UNION members have criticised plans to move NHS staff into the private sector when Queen's Park Hospital and Blackburn Royal Infirmary merge on to one site in four years' time.

Staff from the works department at the two hospitals, who are set to be transferred to Balfour Beatty are worried that the move is the first on the slippery slope to privatisation of a public service.

The move to private management will happen once the new £86 million extension to Queen's Park is built, at least six months before it is open.

Around 60 staff are expected to be transferred, although their terms and conditions will stay the same.

Project management for the single site scheme say they do not expect to see any redundancies, despite the merger of a team which is currently on two different sites.

Dill Eccleston, chairman of Blackburn Staffside health union, said: "The works department will be taken over, and they are talking about 2004, but we will have to wait and see.

"It is a big issue for us.
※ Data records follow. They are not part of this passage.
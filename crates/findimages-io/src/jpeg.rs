//! JPEG image format support (decode only)

use crate::{IoError, IoResult, PageImage};
use findimages_core::{GrayRaster, rgb_to_gray};
use jpeg_decoder::{Decoder, PixelFormat};
use std::io::BufRead;

/// Read a JPEG page, reduced to 8-bit gray.
pub fn read_jpeg<R: BufRead>(reader: R) -> IoResult<PageImage> {
    let mut decoder = Decoder::new(reader);
    let pixels = decoder
        .decode()
        .map_err(|e| IoError::DecodeError(format!("JPEG decode error: {}", e)))?;
    let info = decoder
        .info()
        .ok_or_else(|| IoError::DecodeError("JPEG header missing".to_string()))?;

    let width = info.width as u32;
    let height = info.height as u32;

    let gray = match info.pixel_format {
        PixelFormat::L8 => pixels,
        PixelFormat::RGB24 => pixels
            .chunks_exact(3)
            .map(|p| rgb_to_gray(p[0], p[1], p[2]))
            .collect(),
        PixelFormat::CMYK32 => pixels
            .chunks_exact(4)
            .map(|p| {
                let k = 255 - p[3] as u32;
                let ch = |c: u8| ((255 - c as u32) * k / 255) as u8;
                rgb_to_gray(ch(p[0]), ch(p[1]), ch(p[2]))
            })
            .collect(),
        other => {
            return Err(IoError::UnsupportedFormat(format!(
                "JPEG pixel format {:?}",
                other
            )));
        }
    };

    Ok(PageImage::Gray(GrayRaster::from_vec(width, height, gray)?))
}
We are the only ones affected in this. PFI is the start of privatisation, because the public will be paying for the hospital for the next 30 years.
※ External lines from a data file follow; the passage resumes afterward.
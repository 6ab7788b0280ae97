//! Error types for findimages-region

use thiserror::Error;

/// Errors that can occur during region processing operations
#[derive(Debug, Error)]
pub enum RegionError {
    /// Core library error
    #[error("core error: {0}")]
    Core(#[from] findimages_core::Error),

    /// Invalid parameters
    #[error("invalid parameters: {0}")]
    InvalidParameters(String),
}

/// Result type for region operations
pub type RegionResult<T> = Result<T, RegionError>;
"I don't know how many staff are aware that they will be losing the works department from the NHS. The work we do now will be charged as extra, which I don't think is value for money."

Blackburn Unison branch secretary Karen Narramore,said: "The unions feel very strongly about this, and so do our patients.

"They want the NHS to be run by a directly-managed workforce. Staff from the works department, who will move into the private sector, are particularly concerned about it.

"They joined the NHS to work for the NHS, not a private company. We haven't got any major concerns about it, but obviously, they would much prefer that there was no transfer of staff at all.

Single site project manager Jackie Hadwen said: "In a private finance scheme like this, once the new hospital is built, it will be owned by Balfour Beatty, and as such it is their responsibility to maintain it, and obviously they need the staff to do that.

"Both Balfour Beatty and ourselves are maintaining that position and will be doing everything we can from now until 2005 to ensure there are no redundancies as a result of this.

"The trust board did take a decision to exclude soft services such as portering and domestic services, but because of the link with the life cycle of the building and the maintenance of it, the transfer is very much part of the profile of the PFI.

"It doesn't make it any easier on the staff involved, but we hope that we and the trust board are handling the issue sensitively."

More than 100 staff from the two hospitals signed postcards which will be sent to Prime Minister Tony Blair in an effort to highlight moves towards more privatisation of the service.

The day of action was part of a national campaign, Public Services Day, which saw unions representing health staff join together to celebrate public services and lobby against them being privatised.

The Trade Unions Congress, Unison and Staffside had organised the campaign to be staged at hospitals across the country for staff and patients to voice their concerns over the elements of privatisation creeping into the NHS.

Miss Narramore added: "The day was very successful and was partly to celebrate our public services. The majority of people were supportive of the moves by the union.

"It does have a knock-on effect. When doctors and nurses and people like that are being transferred outside the NHS, when you start fragmenting the NHS, it does inevitably have an impact on patients."

The national campaign is also lobbying on all issues surrounding privatisation, including democratic accountability, adequate funding and fairness at work.